All this rereading of my finished novels, WIPs and backburner projects has also kicked off more rereading, this time of my early longhand writing. Right now I’m going through some of my old chapbook poetry and lyrics, transcribing some of them and making personal notes. Why? Well, why not?

One of the reasons for doing this now is that I’m conducting a writing experiment. I’m assigning myself to work on something every day, without fail. I’m assigning myself simple things like doing some fun Walk in Silence (the book) work on 750Words and this poetry transcription. Easy writing that would take less than an hour out of my day. That was the impetus: I wanted to see if I could do a full month in a row. I started on June 1, kept on going, and I haven’t missed a day yet, so that’s nearly two months right there. Not bad at all, really. I see no reason why I should stop now.

I’ve mentioned before that I’d assigned myself a transcription project back in the summer of 1995 and into spring of 1996. I’d done it then as I’d finally had access to a computer and wanted a digital copy of my juvenilia for safe-keeping as well as for easier access. [There was also the fact that I’d done it as a distraction to avoid falling into a self-loathing spiral due to my failure at staying in Boston, but that’s another story.] That was the last time I’d done it to any considerable extent. This has become a bit of a problem in the present time, because a lot of that work was written using the MS Write program which no longer exists, and WRI files don’t translate well at all to Word or Notepad. I have the printouts…but I’d really like to have the digital versions once more.

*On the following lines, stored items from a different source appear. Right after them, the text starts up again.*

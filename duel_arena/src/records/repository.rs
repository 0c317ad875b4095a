//! Storage backends for match records.

use async_trait::async_trait;
use sqlx::{PgPool, Row};
use tokio::sync::Mutex;

use super::errors::{RecordError, RecordResult};
use super::models::MatchRecord;
use crate::UserId;

/// Append-only storage of settled matches
#[async_trait]
pub trait MatchRecordRepository: Send + Sync {
    /// Append one record
    async fn insert(&self, record: &MatchRecord) -> RecordResult<()>;

    /// Records in which `user_id` took part, in insertion order
    async fn records_for_user(&self, user_id: UserId) -> RecordResult<Vec<MatchRecord>>;

    /// Every record, in insertion order
    async fn all_records(&self) -> RecordResult<Vec<MatchRecord>>;
}

const CREATE_TABLE: &str = "CREATE TABLE IF NOT EXISTS match_records (
    id BIGSERIAL PRIMARY KEY,
    participant_a BIGINT NOT NULL,
    participant_b BIGINT NOT NULL,
    stake BIGINT NOT NULL CHECK (stake > 0),
    winner_id BIGINT,
    is_draw BOOLEAN NOT NULL,
    recorded_at TIMESTAMP NOT NULL DEFAULT NOW()
)";

const CREATE_INDEXES: [&str; 2] = [
    "CREATE INDEX IF NOT EXISTS idx_match_records_participant_a ON match_records (participant_a)",
    "CREATE INDEX IF NOT EXISTS idx_match_records_participant_b ON match_records (participant_b)",
];

/// PostgreSQL implementation of `MatchRecordRepository`
pub struct PgMatchRecordRepository {
    pool: PgPool,
}

impl PgMatchRecordRepository {
    pub fn new(pool: PgPool) -> Self {
        Self { pool }
    }

    /// Create the `match_records` table and its indexes if missing.
    pub async fn ensure_schema(&self) -> RecordResult<()> {
        sqlx::query(CREATE_TABLE).execute(&self.pool).await?;
        for statement in CREATE_INDEXES {
            sqlx::query(statement).execute(&self.pool).await?;
        }
        Ok(())
    }

    fn row_to_record(row: &sqlx::postgres::PgRow) -> MatchRecord {
        MatchRecord {
            participant_a: row.get("participant_a"),
            participant_b: row.get("participant_b"),
            stake: row.get("stake"),
            winner: row.get("winner_id"),
            is_draw: row.get("is_draw"),
            timestamp: row.get::<chrono::NaiveDateTime, _>("recorded_at").and_utc(),
        }
    }
}

#[async_trait]
impl MatchRecordRepository for PgMatchRecordRepository {
    async fn insert(&self, record: &MatchRecord) -> RecordResult<()> {
        record.validate().map_err(RecordError::InvalidRecord)?;

        sqlx::query(
            "INSERT INTO match_records (participant_a, participant_b, stake, winner_id, is_draw, recorded_at)
             VALUES ($1, $2, $3, $4, $5, $6)",
        )
        .bind(record.participant_a)
        .bind(record.participant_b)
        .bind(record.stake)
        .bind(record.winner)
        .bind(record.is_draw)
        .bind(record.timestamp.naive_utc())
        .execute(&self.pool)
        .await?;

        Ok(())
    }

    async fn records_for_user(&self, user_id: UserId) -> RecordResult<Vec<MatchRecord>> {
        let rows = sqlx::query(
            "SELECT participant_a, participant_b, stake, winner_id, is_draw, recorded_at
             FROM match_records
             WHERE participant_a = $1 OR participant_b = $1
             ORDER BY id",
        )
        .bind(user_id)
        .fetch_all(&self.pool)
        .await?;

        Ok(rows.iter().map(Self::row_to_record).collect())
    }

    async fn all_records(&self) -> RecordResult<Vec<MatchRecord>> {
        let rows = sqlx::query(
            "SELECT participant_a, participant_b, stake, winner_id, is_draw, recorded_at
             FROM match_records
             ORDER BY id",
        )
        .fetch_all(&self.pool)
        .await?;

        Ok(rows.iter().map(Self::row_to_record).collect())
    }
}

/// Process-local record store, used by tests and the `memory` server backend
#[derive(Default)]
pub struct InMemoryMatchRecordRepository {
    records: Mutex<Vec<MatchRecord>>,
}

impl InMemoryMatchRecordRepository {
    pub fn new() -> Self {
        Self::default()
    }

    pub async fn len(&self) -> usize {
        self.records.lock().await.len()
    }

    pub async fn is_empty(&self) -> bool {
        self.records.lock().await.is_empty()
    }
}

#[async_trait]
impl MatchRecordRepository for InMemoryMatchRecordRepository {
    async fn insert(&self, record: &MatchRecord) -> RecordResult<()> {
        record.validate().map_err(RecordError::InvalidRecord)?;
        self.records.lock().await.push(record.clone());
        Ok(())
    }

    async fn records_for_user(&self, user_id: UserId) -> RecordResult<Vec<MatchRecord>> {
        let records = self.records.lock().await;
        Ok(records.iter().filter(|r| r.involves(user_id)).cloned().collect())
    }

    async fn all_records(&self) -> RecordResult<Vec<MatchRecord>> {
        Ok(self.records.lock().await.clone())
    }
}

#[cfg(test)]
mod tests {
    use super::*;

    #[tokio::test]
    async fn test_in_memory_insert_and_query() {
        let repo = InMemoryMatchRecordRepository::new();
        repo.insert(&MatchRecord::win(1, 2, 100, 1)).await.unwrap();
        repo.insert(&MatchRecord::draw(3, 4, 50)).await.unwrap();
        repo.insert(&MatchRecord::win(2, 3, 10, 3)).await.unwrap();

        assert_eq!(repo.len().await, 3);
        assert_eq!(repo.all_records().await.unwrap().len(), 3);

        let for_two = repo.records_for_user(2).await.unwrap();
        assert_eq!(for_two.len(), 2);
        assert_eq!(for_two[0].stake, 100);
        assert_eq!(for_two[1].stake, 10);

        assert!(repo.records_for_user(42).await.unwrap().is_empty());
    }

    #[tokio::test]
    async fn test_in_memory_rejects_invalid_record() {
        let repo = InMemoryMatchRecordRepository::new();
        let result = repo.insert(&MatchRecord::win(1, 2, -5, 1)).await;
        assert!(matches!(result, Err(RecordError::InvalidRecord(_))));
        assert!(repo.is_empty().await);
    }
}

Why am I doing this instead of writing novels, you ask? Well, I’m getting there. The rereads of the current work are preparing me for the novel projects. Refreshing my memory of the novel projects I’d like to work on next. And I still have a ways to go before I’m fully ready. It’s prep work.

It’s also interesting to read words I’ve written that I haven’t reread to any serious extent for nearly three decades. While there’s a lot in there at my most inexperienced, there are also smaller gems: unique ideas and impressive passages that merely needed the work of a much better writer. I had to start somewhere, and I wasn’t afraid to start at the bottom just like everyone else. I’m also finding elements of myself then that explain who I am now.

That’s what’s making it worthwhile: looking back in order to move forward.